Data reflected that participants were constantly reflecting deeply on their experiences. Anna noticed that students were only using basic words such as colors to describe the objects they were given in the lesson. She said,
“Since majority of the students are ELLs they would have benefitted from explicit vocabulary instruction about how to describe and what words to use. When working with the children I noticed that students didn’t use a variety of adjectives to describe objects. Being able to critically reflect and think about this lesson will help me strive to reach the goals that I have set for myself.”
Anna’s reflection actually led to some changes when the lesson was retaught. Participants decided that the first lesson of each unit would concentrate on a wider range of descriptive words. For subsequent lessons, one of the participants developed a reference word list for students which (based on participant reflections) supported not only ELL students, but all students in the classroom, as well.

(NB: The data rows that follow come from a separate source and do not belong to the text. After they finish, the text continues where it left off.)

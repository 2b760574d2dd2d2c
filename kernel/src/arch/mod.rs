
#[cfg(target_arch = "riscv32")]
mod riscv;
#[cfg(target_arch = "riscv32")]
pub use riscv::*;

#[cfg(target_arch = "riscv64")]
mod riscv;
#[cfg(target_arch = "riscv64")]
pub use riscv::*;

#[cfg(target_arch = "x86_64")]
mod x86_64;
#[cfg(target_arch = "x86_64")]
pub use x86_64::*;
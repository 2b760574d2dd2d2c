// As of Rust 1.64.0:
//
// Rkyv-derived enums throw warnings that rkyv::Archive derived enums are never used
// and I can't figure out how to make them go away. Since they spam the build log,
// rkyv-derived enums are now isolated to their own file with a file-wide `dead_code`
// allow on top.
//
// This might be a temporary compiler regression, or it could just
// be yet another indicator that it's time to upgrade rkyv. However, we are waiting
// until rkyv hits 0.8 (the "shouldn't ever change again but still not sure enough
// for 1.0") release until we rework the entire system to chase the latest rkyv.
// As of now, the current version is 0.7.x and there isn't a timeline yet for 0.8.
#![allow(dead_code)]

use graphics_server::api::{Circle, Line, Rectangle, RoundedRectangle, TextView};

use crate::*;

#[derive(Debug, rkyv::Archive, rkyv::Serialize, rkyv::Deserialize, Copy, Clone)]
pub enum GamObjectType {
    Line(Line),
    Circ(Circle),
    Rect(Rectangle),
    RoundRect(RoundedRectangle),
}

#[derive(Debug, rkyv::Archive, rkyv::Serialize, rkyv::Deserialize)]
pub(crate) enum Return {
    UxToken(Option<[u32; 4]>),
    RenderReturn(TextView),
    SetCanvasBoundsReturn(SetCanvasBoundsRequest),
    ContentCanvasReturn(Option<Gid>),
    Failure,
    NotCurrentlyDrawable,
}

#[derive(Debug, Eq, PartialEq, rkyv::Archive, rkyv::Serialize, rkyv::Deserialize, Clone)]
pub(crate) enum MenuMgrOp {
    // incoming is one of these ops
    AddItem,
    InsertItem(usize),
    DeleteItem,
    SetIndex(usize),
    Quit,
    // response must be one of these
    Ok,
    Err,
}

#[allow(dead_code)] // here until Memory types are implemented
#[derive(Debug, Copy, Clone, rkyv::Archive, rkyv::Serialize, rkyv::Deserialize)]
pub enum MenuPayload {
    /// memorized scalar payload
    Scalar([u32; 4]),
    /// this a nebulous-but-TBD maybe way of bodging in a more complicated record, which would involve
    /// casting this memorized, static payload into a Buffer and passing it on. Let's not worry too much
    /// about it for now, it's mostly apirational...
    Memory(([u8; 256], usize)),
}
fn process_inquiry_command(this: &mut CorigineUsb, cbw: Cbw) {
    let mut csw = Csw::derive();
    let inquiry_data = InquiryResponse {
        peripheral_device_type: 0,
        rmb: 0,
        version: 0,
        response_data_format: 1,
        additional_length: 31,
        reserved1: 0,
        reserved2: 0,
        reserved3: 0,
        vendor_identification: *b"Bao Semi",
        product_identification: *b"USB update vdisk",
        product_revision_level: *b"demo",
    };

    if cbw.data_transfer_length == 0 {
        csw.residue = 0;
        csw.status = 0;
        csw.send(this);
    } else if cbw.flags & 0x80 != 0 {
        if cbw.data_transfer_length < 36 {
            let ep1_in = unsafe { core::slice::from_raw_parts_mut(EP1_IN_BUF as *mut u8, EP1_IN_BUF_LEN) };
            ep1_in[..36].fill(0);
            this.bulk_xfer(1, USB_SEND, EP1_IN_BUF, cbw.data_transfer_length as usize, 0, 0);
            this.ms_state = UmsState::DataPhase;
            csw.residue = 0;
            csw.status = 0;
        } else if cbw.data_transfer_length as usize >= size_of::<InquiryResponse>() {
            let ep1_in = unsafe { core::slice::from_raw_parts_mut(EP1_IN_BUF as *mut u8, EP1_IN_BUF_LEN) };
            ep1_in[..size_of::<InquiryResponse>()].copy_from_slice(inquiry_data.as_ref());

            this.bulk_xfer(1, USB_SEND, EP1_IN_BUF, size_of::<InquiryResponse>(), 0, 0);
            this.ms_state = UmsState::DataPhase;
            csw.residue = cbw.data_transfer_length - size_of::<InquiryResponse>() as u32;
            csw.status = 0;
        }
    }
    csw.update_hw();
}

fn process_prevent_allow_medium_removal(this: &mut CorigineUsb, _cbw: Cbw) {
    let mut csw = Csw::derive();
    csw.residue = 0;
    csw.status = 0;
    csw.send(this);
}
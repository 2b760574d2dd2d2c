#[derive(Debug, Copy, Clone, PartialEq, num_derive::FromPrimitive, num_derive::ToPrimitive)]
pub(crate) enum Opcode {
    /// arg1=volts(bits) arg2=ramp(bits) arg3=publish_completion arg4=channel
    SetVoltage,
    /// arg1=channel
    Stop,
    /// arg1=channel
    Home,
    /// arg1=channel -> blocking, returns Scalar1(volts bits)
    CurrentVoltage,
    /// arg1=channel arg2=event_opcode arg3=cid
    HookEvents,
}
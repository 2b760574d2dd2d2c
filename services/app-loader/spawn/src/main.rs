#![no_std]
#![no_main]

enum StartupCommand {
    Unhandled = 0,
    WriteMemory = 1,
    WriteArgs = 2,
    WriteEnvironment = 3,
    PingResponse = 4,
    FinishStartup = 255,
}

impl From<xous::MessageId> for StartupCommand {
    fn from(src: xous::MessageId) -> StartupCommand {
        match src {
            1 => StartupCommand::WriteMemory,
            2 => StartupCommand::WriteArgs,
            3 => StartupCommand::WriteEnvironment,
            4 => StartupCommand::PingResponse,
            255 => StartupCommand::FinishStartup,
            _ => StartupCommand::Unhandled,
        }
    }
}

#[panic_handler]
fn handle_panic(_arg: &core::panic::PanicInfo) -> ! {
    loop {}
}

#[no_mangle]
pub extern "C" fn init(server1: u32, server2: u32, server3: u32, server4: u32) -> ! {
    let server = xous::SID::from_u32(server1, server2, server3, server4);

    // recreate the extra sections that were cut out of the stub
    let mut memory = xous::map_memory(
	None,
	core::num::NonZeroUsize::new(0x40000000),
	0x1000,
	xous::MemoryFlags::R | xous::MemoryFlags::W
    ).unwrap();
    let connection = core::sync::atomic::AtomicU32::new(0);
    let slice = unsafe { core::slice::from_raw_parts(&connection as *const _ as *const u8, core::mem::size_of::<core::sync::atomic::AtomicU32>()) };
    for (dest, src) in memory.as_slice_mut::<u8>().iter_mut().skip(8).zip(slice) {
	*dest = *src;
    }
    
    log_server::init_wait().unwrap();
    log::set_max_level(log::LevelFilter::Info);
    log::info!("my PID is {}", xous::process::id());
    loop {
        if let Ok(xous::Result::MessageEnvelope(envelope)) =
            xous::rsyscall(xous::SysCall::ReceiveMessage(server))
        {
            match envelope.id().into() {
                StartupCommand::WriteMemory => write_memory(envelope.body.memory_message()),
                StartupCommand::FinishStartup => finish_startup(server, envelope),
                StartupCommand::PingResponse => ping_response(envelope),

                _ => panic!("Unsupported"),
            }
        }
    }
}

fn ping_response(envelope: xous::MessageEnvelope) {
    if let Some(msg) = envelope.body.scalar_message() {
        if envelope.body.is_blocking() {
            xous::syscall::return_scalar(envelope.sender, msg.arg1 + 1).unwrap();
        }
    }
}

fn write_memory(memory: Option<&xous::MemoryMessage>) {
    let memory = match memory {
        Some(s) => s,
        None => return,
    };

    let mut target_memory = xous::map_memory(
        None,
        memory.offset,
        memory.buf.len(),
        xous::MemoryFlags::R | xous::MemoryFlags::W | xous::MemoryFlags::X,
    )
    .unwrap();

    for (src, dest) in memory
        .buf
        .as_slice::<usize>()
        .iter()
        .zip(target_memory.as_slice_mut())
    {
        *dest = *src;
    }
}

fn finish_startup(server: xous::SID, envelope: xous::MessageEnvelope) -> ! {
    let entrypoint = envelope.body.scalar_message().unwrap().arg1;
    drop(envelope);
    xous::destroy_server(server).unwrap();
    let entry_fn = unsafe { core::mem::transmute::<_, fn() -> !>(entrypoint) };
    entry_fn();
}
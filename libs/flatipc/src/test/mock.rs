use std::sync::{LazyLock, Mutex};

pub struct Server {
    lend: Box<dyn Send + Fn(usize, usize, usize, &[u8]) -> (usize, usize)>,
    lend_mut: Box<dyn Send + Fn(usize, usize, usize, &mut [u8]) -> (usize, usize)>,
}

impl Server {
    pub fn new(
        lend: Box<dyn Send + Fn(usize, usize, usize, &[u8]) -> (usize, usize)>,
        lend_mut: Box<dyn Send + Fn(usize, usize, usize, &mut [u8]) -> (usize, usize)>,
    ) -> Self {
        Server { lend, lend_mut }
    }
}

pub struct IpcMachine {
    servers: Vec<Server>,
}

pub(crate) static IPC_MACHINE: LazyLock<Mutex<IpcMachine>> =
    LazyLock::new(|| Mutex::new(IpcMachine::new()));

impl IpcMachine {
    fn new() -> Self {
        IpcMachine {
            servers: Vec::new(),
        }
    }

    pub fn add_server(&mut self, server: Server) -> usize {
        let server_id = self.servers.len();
        self.servers.push(server);
        server_id
    }

    pub fn lend(
        &self,
        server_id: usize,
        opcode: usize,
        a: usize,
        b: usize,
        data: &[u8],
    ) -> (usize, usize) {
        (self.servers[server_id].lend)(opcode, a, b, data)
    }

    pub fn lend_mut(
        &self,
        server_id: usize,
        opcode: usize,
        a: usize,
        b: usize,
        data: &mut [u8],
    ) -> (usize, usize) {
        (self.servers[server_id].lend_mut)(opcode, a, b, data)
    }
}
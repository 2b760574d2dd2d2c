// SPDX-FileCopyrightText: 2020 Sean Cross <sean@xobs.io>
// SPDX-FileCopyrightText: 2022 Foundation Devices, Inc. <hello@foundationdevices.com>
// SPDX-License-Identifier: Apache-2.0

use crate::mem::MemoryManager;
use utralib::generated::*;
use xous_kernel::{MemoryFlags, MemoryType, PID};

/// The manually chosen virtual address has to be in the top 4MiB as it is the
/// only page shared among all processes.
///
/// See https://github.com/betrusted-io/xous-core/blob/master/docs/memory.md
pub const TRNG_KERNEL_ADDR: usize = 0xffce_0000;
pub static mut TRNG_KERNEL: Option<TrngKernel> = None;

pub struct TrngKernel {
    pub trng_kernel_csr: CSR<u32>,
}

impl TrngKernel {
    pub fn new(addr: usize) -> TrngKernel {
        TrngKernel {
            trng_kernel_csr: CSR::new(addr as *mut u32),
        }
    }

    pub fn init(&mut self) {
        if false {
            // raw random path - left in for debugging urandom, can strip out later
            while self.trng_kernel_csr.rf(utra::trng_kernel::STATUS_AVAIL) == 0 {}
            // discard the first entry, as it is always 0x0000_0000
            // this is because the read register is a pipeline stage behind the FIFO
            // once the pipeline has been filled, there is no need to prime it again.
            self.trng_kernel_csr.rf(utra::trng_kernel::DATA_DATA);
        } else {
            // urandom path (recommended)
            // simulations show this isn't strictly necessary, but I prefer to have it
            // just in case a subtle bug in the reset logic leaves something deterministic
            // in the connecting logic: the simulation coverage stops at the edge of the TRNG block.
            for _ in 0..4 {
                // wait until the urandom port is initialized
                while self
                    .trng_kernel_csr
                    .rf(utra::trng_kernel::URANDOM_VALID_URANDOM_VALID)
                    == 0
                {}
                // pull a dummy piece of data
                self.trng_kernel_csr.rf(utra::trng_kernel::URANDOM_URANDOM);
            }
        }
    }

    pub fn get_u32(&mut self) -> u32 {
        if false {
            // raw random path
            while self.trng_kernel_csr.rf(utra::trng_kernel::STATUS_AVAIL) == 0 {}
            self.trng_kernel_csr.rf(utra::trng_kernel::DATA_DATA)
        } else {
            // urandom path (recommended)
            while self
                .trng_kernel_csr
                .rf(utra::trng_kernel::URANDOM_VALID_URANDOM_VALID)
                == 0
            {}
            self.trng_kernel_csr.rf(utra::trng_kernel::URANDOM_URANDOM)
        }
    }
}

/// Initialize TRNG driver.
///
/// Needed so that the kernel can allocate names.
pub fn init() {
    // Map the TRNG so that we can allocate names
    // hardware guarantees that:
    //   - TRNG will automatically power on
    //   - Both TRNGs are enabled, with conservative defaults
    //   - Kernel FIFO will fill with TRNGs such that at least the next 512 calls to get_u32() will succeed without delay
    //   - The kernel will start a TRNG server
    //   - All further security decisions and policies are 100% delegated to this new server.
    MemoryManager::with_mut(|memory_manager| {
        memory_manager
            .map_range(
                utra::trng_kernel::HW_TRNG_KERNEL_BASE as *mut u8,
                (TRNG_KERNEL_ADDR & !4095) as *mut u8,
                4096,
                PID::new(1).unwrap(),
                MemoryFlags::R | MemoryFlags::W,
                MemoryType::Default,
            )
            .expect("unable to map TRNG_KERNEL")
    });

    let mut trng_kernel = TrngKernel::new(TRNG_KERNEL_ADDR);
    trng_kernel.init();

    unsafe {
        TRNG_KERNEL = Some(trng_kernel);
    }
}

/// Retrieve random `u32`.
pub fn get_u32() -> u32 {
    unsafe {
        TRNG_KERNEL
            .as_mut()
            .expect("TRNG_KERNEL driver not initialized")
            .get_u32()
    }
}
// Vendored from https://github.com/stm32-rs/stm32-usbd tag v0.6.0
// Original copyright (c) 2021 Matti Virkkunen <mvirkkunen@gmail.com>, Vadim Kaushan <admin@disasm.info>,
// Nicolas Stalder <n@stalder.io>", Jonas Martin <lichtfeind@gmail.com>
// SPDX-License-Identifier: MIT
// SPDX-LIcense-Identifier: Apache 2.0

use packing::Packed;

#[derive(Clone, Copy, Eq, PartialEq, Debug, Packed)]
pub enum MediumType {
    Sbc = 0x00,
}

impl Default for MediumType {
    fn default() -> Self {
        MediumType::Sbc
    }
}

The most important aspect of this redesigned course was the real world experience. This allowed participants to change some of the common misconceptions they held and also put into practice what they were reading and learning. This was expressed in one of Kacey’s final reflections,
“Throughout college I always felt very unprepared for having ELL students in my future classroom. I felt as though I was having a hard time comprehending the strategies without getting the chance to practice them. Therefore, getting the opportunity to be in classroom with ELL students every week was very beneficial for me. I was able to take all of the ELL teaching strategies that I have learned in my past courses and see them in action.”
Reading the reflections, I found participants still made some negative assumptions about ELL students, but they also made important strides towards their own personal learning goals and those of the course, in terms of increasing cultural awareness. These initial findings demonstrate the effectiveness of this activity within my course redesign. Exposing participants to real-life scenarios working with culturally diverse students was an effective technique to encourage changes in thinking and application of learning. Growth was likely facilitated by having participants write their own learning goals, so learning was differentiated to meet their individual needs.
Overall, data collected for this project helped inform changes for the next time I work with students in a similar fashion. By having students write about how they are working towards their goals and reflecting on their awareness of culture, I was able to see the connections students make to prior learning and how to better support them in the future.